The problem is that it should say "an idea" instead of "a idea"

In spanish the problem is even worse, because sustantives have gender, and you should use different articles (instead of "a" you use "una" / "un")

How do you handle this kind of situations? Is there some kind of inflector library that can handle different laguages? And would you integate it with the i18n.Messages functions?

thanks a lot

saludos

sas

notalifeform

unread,
Oct 17, 2012, 4:09:30 PM10/17/12
to play-fr...@googlegroups.com
Hi,

I was thinking myself  to implement something like the 'quant' function that is available in perl's Locale::Maketext,

e.g 

"[quant,_1,file,files,No files] matched your query.\n"

of course if will only be able deal with quantities..

for genders you could maybe do something like

[gender,_1,un,una]

and have this information your messages file too 

idea=idée
idea.gender=female

building this logic into a play plugin will not be rocket science
(of course there are languages that will need more sophisticated rules than this..

I must admit it feels a bit like reinventing the wheel, but I didn't came across a solution yet that seems easy to integrate myself...

if you find any decent solution - please let me know.

cheers,

Robert

Marconi

unread,
Oct 17, 2012, 5:23:52 PM10/17/12
to play-fr...@googlegroups.com
If you know the words beforehand, you could adopt a simpler strategy:

en:
idea=an idea
fact=a fact

pt-BR:
idea=uma idéia
fact=um fato

But I believe that the problem discussed here is that the words are not known beforehand, i.e., they may come from user input. This is a very tricky problem to solve, indeed. Even if you had a list of nouns and gender, there could be ambiguities.
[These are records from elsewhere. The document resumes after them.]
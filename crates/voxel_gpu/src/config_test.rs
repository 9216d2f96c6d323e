use super::*;

#[test]
fn test_empty_document_is_default() {
  let config = RendererConfig::from_toml_str("").unwrap();
  assert_eq!(config, RendererConfig::default());
}

#[test]
fn test_partial_document_keeps_other_defaults() {
  let config = RendererConfig::from_toml_str(
    r#"
    mesher = "simple"
    pack_word = "u64"
    execution_order = "topological"

    [noise]
    seed = 42

    [terrain]
    mode = "sine_wave"
    deep_block = 3
    "#,
  )
  .unwrap();
  assert_eq!(config.mesher, MesherKind::Simple);
  assert_eq!(config.pack_word, PackWord::U64);
  assert_eq!(config.execution_order, ExecutionOrder::Topological);
  assert_eq!(config.noise.seed, 42);
  assert_eq!(config.noise.octaves, 8);
  assert_eq!(config.terrain.mode, TerrainMode::SineWave);
  assert_eq!(config.terrain.deep_block, 3);
  assert_eq!(config.terrain.surface_block, 1);
}

#[test]
fn test_unknown_field_rejected() {
  let err = RendererConfig::from_toml_str("quad_capacty = 5").unwrap_err();
  assert!(matches!(err, ConfigError::Parse(_)));
}

#[test]
fn test_validation_errors() {
  let zero_quads = RendererConfig::default().with_quad_capacity(0);
  assert!(matches!(zero_quads.validate(), Err(ConfigError::Invalid(_))));

  let air_block = RendererConfig::default().with_terrain(TerrainSettings {
    surface_block: 0,
    ..TerrainSettings::default()
  });
  assert!(air_block.validate().is_err());

  let reserved_block = RendererConfig::default().with_terrain(TerrainSettings {
    deep_block: u32::MAX,
    ..TerrainSettings::default()
  });
  assert!(reserved_block.validate().is_err());

  let bad_persistence = RendererConfig::default().with_noise(NoiseSettings {
    persistence: 1.5,
    ..NoiseSettings::default()
  });
  assert!(bad_persistence.validate().is_err());

  assert!(RendererConfig::from_toml_str("initial_heap_size = 0").is_err());
}

#[test]
fn test_terrain_mode_codes() {
  for mode in [TerrainMode::Density3d, TerrainMode::Heightmap, TerrainMode::SineWave] {
    assert_eq!(TerrainMode::from_code(mode.code()), mode);
  }
  assert_eq!(PackWord::U64.bits(), 64);
}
For instance, in Brazilian Portuguese "a cara" means "the face", but "o cara" means "the guy" ("a" and "o" are the feminine and masculine definite articles, respectively).
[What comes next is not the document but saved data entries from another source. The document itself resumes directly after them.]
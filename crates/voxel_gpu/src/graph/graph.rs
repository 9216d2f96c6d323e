//! Graph construction and execution.

use std::fmt::Write as _;

use serde::{Deserialize, Serialize};
use smallvec::SmallVec;
use web_time::Instant;

use super::barrier::{Barrier, BarrierBatch};
use super::pass::{FrameContext, Pass, PassKind};
use super::resource::{Resource, ResourceDesc, ResourceId};
use super::resource_state::ResourceState;
use crate::device::CommandContext;
use crate::error::GraphError;

/// Index of a pass within one graph.
#[derive(Clone, Copy, Debug, PartialEq, Eq, Hash, PartialOrd, Ord)]
pub struct PassId(pub u32);

/// How passes are ordered before execution.
#[derive(Clone, Copy, Debug, Default, PartialEq, Eq, Serialize, Deserialize)]
#[serde(rename_all = "snake_case")]
pub enum ExecutionOrder {
  /// Exactly as added.
  #[default]
  InsertionOrder,
  /// Kahn levels over declared hazards (RAW, WAR, WAW); passes of one level
  /// keep their insertion order.
  Topological,
}

#[derive(Clone, Copy, Debug, Default, PartialEq, Eq)]
pub struct GraphDesc {
  pub execution_order: ExecutionOrder,
  /// Keep a log of executed passes and emitted barriers.
  pub record_debug_info: bool,
}

impl GraphDesc {
  pub fn with_execution_order(mut self, order: ExecutionOrder) -> Self {
    self.execution_order = order;
    self
  }

  pub fn with_debug_info(mut self, enabled: bool) -> Self {
    self.record_debug_info = enabled;
    self
  }
}

#[derive(Clone, Debug, PartialEq, Eq)]
pub enum DebugEvent {
  Pass {
    name: String,
    kind: PassKind,
    barriers: usize,
  },
  Barrier {
    pass: String,
    resource: String,
    src: ResourceState,
    dst: ResourceState,
  },
  Skipped {
    name: String,
  },
}

/// Outcome of one [`RenderGraph::execute`].
#[derive(Clone, Debug, Default, PartialEq, Eq)]
pub struct ExecutionReport {
  /// Executed passes, in order, with the barriers emitted before each.
  pub passes: Vec<(String, usize)>,
  pub skipped: Vec<String>,
  pub barriers: usize,
  pub barrier_batches: usize,
  /// Time spent recording, in microseconds.
  pub record_us: u64,
}

impl ExecutionReport {
  pub fn barriers_before(&self, pass: &str) -> Option<usize> {
    self
      .passes
      .iter()
      .find(|(name, _)| name == pass)
      .map(|(_, n)| *n)
  }
}

/// Declarative pass list with automatic barrier insertion.
///
/// ```text
/// for pass in order:
///   required = merge(inputs ++ outputs) per resource
///   batch    = { barrier(current → required) | states differ }
///   record   pipeline_barrier(batch)      (skipped when empty)
///   run      pass callback
///   commit   current = required
/// ```
pub struct RenderGraph<'a, C> {
  desc: GraphDesc,
  resources: Vec<Resource>,
  passes: Vec<Pass<'a, C>>,
  debug: Vec<DebugEvent>,
}

impl<'a, C: CommandContext> RenderGraph<'a, C> {
  pub fn new(desc: GraphDesc) -> Self {
    Self {
      desc,
      resources: Vec::new(),
      passes: Vec::new(),
      debug: Vec::new(),
    }
  }

  pub fn add_resource(
    &mut self,
    name: impl Into<String>,
    desc: ResourceDesc,
    initial_state: ResourceState,
  ) -> ResourceId {
    let id = ResourceId(self.resources.len() as u32);
    self.resources.push(Resource {
      name: name.into(),
      desc,
      state: initial_state,
    });
    id
  }

  pub fn add_pass(&mut self, pass: Pass<'a, C>) -> PassId {
    let id = PassId(self.passes.len() as u32);
    self.passes.push(pass);
    id
  }

  pub fn resource(&self, id: ResourceId) -> Option<&Resource> {
    self.resources.get(id.0 as usize)
  }

  pub fn resource_state(&self, id: ResourceId) -> Option<ResourceState> {
    self.resource(id).map(|r| r.state)
  }

  pub fn pass_count(&self) -> usize {
    self.passes.len()
  }

  /// Pass indices in execution order.
  pub fn execution_order(&self) -> Vec<usize> {
    match self.desc.execution_order {
      ExecutionOrder::InsertionOrder => (0..self.passes.len()).collect(),
      ExecutionOrder::Topological => self.topological_order(),
    }
  }

  fn depends(&self, earlier: usize, later: usize) -> bool {
    let (a, b) = (&self.passes[earlier], &self.passes[later]);
    a.usages().any(|u| {
      b.touches(u.resource) && (a.writes_resource(u.resource) || b.writes_resource(u.resource))
    })
  }

  fn topological_order(&self) -> Vec<usize> {
    let n = self.passes.len();
    let mut successors: Vec<SmallVec<[usize; 4]>> = vec![SmallVec::new(); n];
    let mut in_degree = vec![0usize; n];
    for later in 0..n {
      for earlier in 0..later {
        if self.depends(earlier, later) {
          successors[earlier].push(later);
          in_degree[later] += 1;
        }
      }
    }

    let mut order = Vec::with_capacity(n);
    let mut level: Vec<usize> = (0..n).filter(|&i| in_degree[i] == 0).collect();
    while !level.is_empty() {
      let mut next = Vec::new();
      for &p in &level {
        for &s in &successors[p] {
          in_degree[s] -= 1;
          if in_degree[s] == 0 {
            next.push(s);
          }
        }
      }
      order.extend_from_slice(&level);
      next.sort_unstable();
      level = next;
    }
    order
  }

  /// Merge every usage of the pass into one required state per resource.
  fn required_states(
    &self,
    pass: &Pass<'a, C>,
  ) -> Result<SmallVec<[(ResourceId, ResourceState); 8]>, GraphError> {
    let mut required: SmallVec<[(ResourceId, ResourceState); 8]> = SmallVec::new();
    for usage in pass.usages() {
      let Some(resource) = self.resource(usage.resource) else {
        return Err(GraphError::UnknownResource {
          pass: pass.name().to_string(),
          resource: usage.resource.0,
        });
      };
      match required.iter_mut().find(|(id, _)| *id == usage.resource) {
        Some((_, state)) => {
          *state = state
            .merge(usage.state)
            .ok_or_else(|| GraphError::ConflictingLayouts {
              pass: pass.name().to_string(),
              resource: resource.name.clone(),
            })?;
        }
        None => required.push((usage.resource, usage.state)),
      }
    }
    Ok(required)
  }

  /// Record every enabled pass into `cmd` with the barriers it needs.
  ///
  /// Stops at the first error; passes already recorded keep their committed
  /// states.
  #[cfg_attr(feature = "instrument", tracing::instrument(skip_all, name = "graph::execute"))]
  pub fn execute(
    &mut self,
    cmd: &mut C,
    frame: &FrameContext,
  ) -> Result<ExecutionReport, GraphError> {
    let start = Instant::now();
    let mut report = ExecutionReport::default();
    let record = self.desc.record_debug_info;

    for index in self.execution_order() {
      if !self.passes[index].is_enabled(frame) {
        let name = self.passes[index].name().to_string();
        tracing::debug!(pass = %name, conditions = frame.conditions, "pass skipped");
        if record {
          self.debug.push(DebugEvent::Skipped { name: name.clone() });
        }
        report.skipped.push(name);
        continue;
      }

      let required = self.required_states(&self.passes[index])?;

      let mut batch = BarrierBatch::new();
      for (id, state) in &required {
        let resource = &self.resources[id.0 as usize];
        if let Some(barrier) = Barrier::for_transition(*id, resource, state) {
          batch.push(barrier);
        }
      }

      let pass = &mut self.passes[index];
      if !batch.is_empty() {
        tracing::trace!(pass = pass.name(), barriers = batch.len(), "barrier batch");
        cmd.pipeline_barrier(&batch);
        report.barrier_batches += 1;
        report.barriers += batch.len();
      }

      tracing::debug!(pass = pass.name(), kind = ?pass.kind(), "recording pass");
      pass.run(cmd, frame)?;

      if record {
        self.debug.push(DebugEvent::Pass {
          name: pass.name().to_string(),
          kind: pass.kind(),
          barriers: batch.len(),
        });
        for barrier in batch.iter() {
          self.debug.push(DebugEvent::Barrier {
            pass: pass.name().to_string(),
            resource: self.resources[barrier.resource.0 as usize].name.clone(),
            src: barrier.src,
            dst: barrier.dst,
          });
        }
      }
      report.passes.push((pass.name().to_string(), batch.len()));

      for (id, state) in required {
        self.resources[id.0 as usize].state = state;
      }
    }

    report.record_us = start.elapsed().as_micros() as u64;
    Ok(report)
  }

  pub fn debug_info(&self) -> &[DebugEvent] {
    &self.debug
  }

  /// Human-readable dump of the debug log.
  pub fn debug_string(&self) -> String {
    let mut out = String::new();
    for event in &self.debug {
      let _ = match event {
        DebugEvent::Pass {
          name,
          kind,
          barriers,
        } => writeln!(out, "pass {name} ({kind:?}), {barriers} barrier(s)"),
        DebugEvent::Barrier {
          resource, src, dst, ..
        } => writeln!(
          out,
          "  {resource}: {:?}@{:?} -> {:?}@{:?}",
          src.access, src.stage, dst.access, dst.stage
        ),
        DebugEvent::Skipped { name } => writeln!(out, "skip {name}"),
      };
    }
    out
  }
}

#[cfg(test)]
#[path = "graph_test.rs"]
mod graph_test;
I really don't have a good answer to give you, but I can point you to a few resources that may or may not do a little better than Java messages:

http://icu-project.org/
http://code.google.com/p/gettext-commons/
http://www.gnu.org/savannah-checkouts/gnu/gettext/manual/html_node/Plural-forms.html
http://angularjs.org/#create-components

Tom Carchrae

unread,
Oct 17, 2012, 5:54:01 PM10/17/12
to play-fr...@googlegroups.com
I replaced the messages String.format function with a template render.  No doubt it costs a lot more CPU but it lets me do all sorts of crazy stuff that string format could not handle.  It was also annoying to explain to client/user that some templates work like this, and these message files are different.  Now it all uses the same template engine.  

I mention because if you have this kind of logic, you probably want to use it in your templates as well.  So, grab the hammer and smash the world. ;)  

Tom



--
You received this message because you are subscribed to the Google Groups "play-framework" group.
To view this discussion on the web visit https://groups.google.com/d/msg/play-framework/-/vOmGfINCnaUJ.
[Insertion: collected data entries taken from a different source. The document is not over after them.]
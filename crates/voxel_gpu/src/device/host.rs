//! In-process GPU backend.
//!
//! Buffers get unique device-address ranges that are never reused, so a
//! reallocated buffer always reports a new address. Command buffers are
//! recorded as a list and executed in order by [`HostDevice::submit`],
//! which returns after the last command completes.
//!
//! With [`HostDeviceConfig::validate_hazards`] set, submission also checks
//! that every command is ordered behind earlier writes to the memory it
//! touches by a covering barrier (see the `hazard` module).

use std::collections::HashMap;
use std::sync::{Arc, Mutex};

use glam::Vec3;
use rayon::prelude::*;

use super::dispatch::{run_dispatch, ComputeKernel, GlobalMemory, VertexProgram};
use super::hazard::{word_range, CommandAccess, HazardTracker};
use super::memory::MemoryBlock;
use super::{
  BufferCopy, BufferHandle, BufferUsage, CommandContext, GpuDevice, MemoryHandle,
  MemoryProperties, MemoryRequirements, MemoryType, PipelineHandle, SubmitReport,
};
use crate::error::{DeviceError, PipelineError};
use crate::graph::{BarrierBatch, StageFlags};
use crate::shader::{KernelLibrary, PipelineFactory, ShaderModule, Specialization};

/// First device address handed out.
const ADDRESS_BASE: u64 = 0x1_0000_0000;

/// Granularity of device-address reservations.
const ADDRESS_GRANULE: u64 = 1 << 16;

#[derive(Clone, Debug)]
pub struct HostDeviceConfig {
  /// Total bytes of device memory that may be allocated at once.
  pub memory_limit: u64,
  /// Alignment and size granularity reported in memory requirements.
  pub min_alignment: u64,
  /// Fail submissions that touch memory written by an earlier command
  /// without a covering barrier in between. Every shader access is logged.
  pub validate_hazards: bool,
}

impl Default for HostDeviceConfig {
  fn default() -> Self {
    Self {
      memory_limit: 1 << 30,
      min_alignment: 256,
      validate_hazards: false,
    }
  }
}

impl HostDeviceConfig {
  pub fn with_memory_limit(mut self, limit: u64) -> Self {
    self.memory_limit = limit;
    self
  }

  pub fn with_hazard_validation(mut self, enabled: bool) -> Self {
    self.validate_hazards = enabled;
    self
  }
}

struct HostBuffer {
  size: u64,
  usage: BufferUsage,
  address: u64,
  memory: Option<Arc<MemoryBlock>>,
}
To post to this group, send email to play-fr...@googlegroups.com.
To unsubscribe from this group, send email to play-framewor...@googlegroups.com.
For more options, visit this group at http://groups.google.com/group/play-framework?hl=en.

sas

unread,
Oct 17, 2012, 7:39:12 PM10/17/12
to play-fr...@googlegroups.com
the list of words is known before hand, but I want to use the same for

validate.empty={0} not specified.
validate.duplicate=There already exists a {0} with the {1} "{2}".

In the first case it would be "Idea not specified", and in the second "There already exists an idea ..."

With that solution I would have to define

idea=idea
anIdea=an idea

which would make everyting more comlicated than necessary...

James Roper

unread,
Oct 18, 2012, 12:33:40 AM10/18/12
to play-fr...@googlegroups.com
Internationalisation is hard.  If you could translate any and every phrase just by replacing all the dynamic parts with place holders, then learning a new language would just be a simple case of mapping words from one language to another, and voilà!  You could speak that language.  But as we all know, learning a language isn't that simple, so you can't translate any and every phrase just by replacing all the dynamic parts with place holders.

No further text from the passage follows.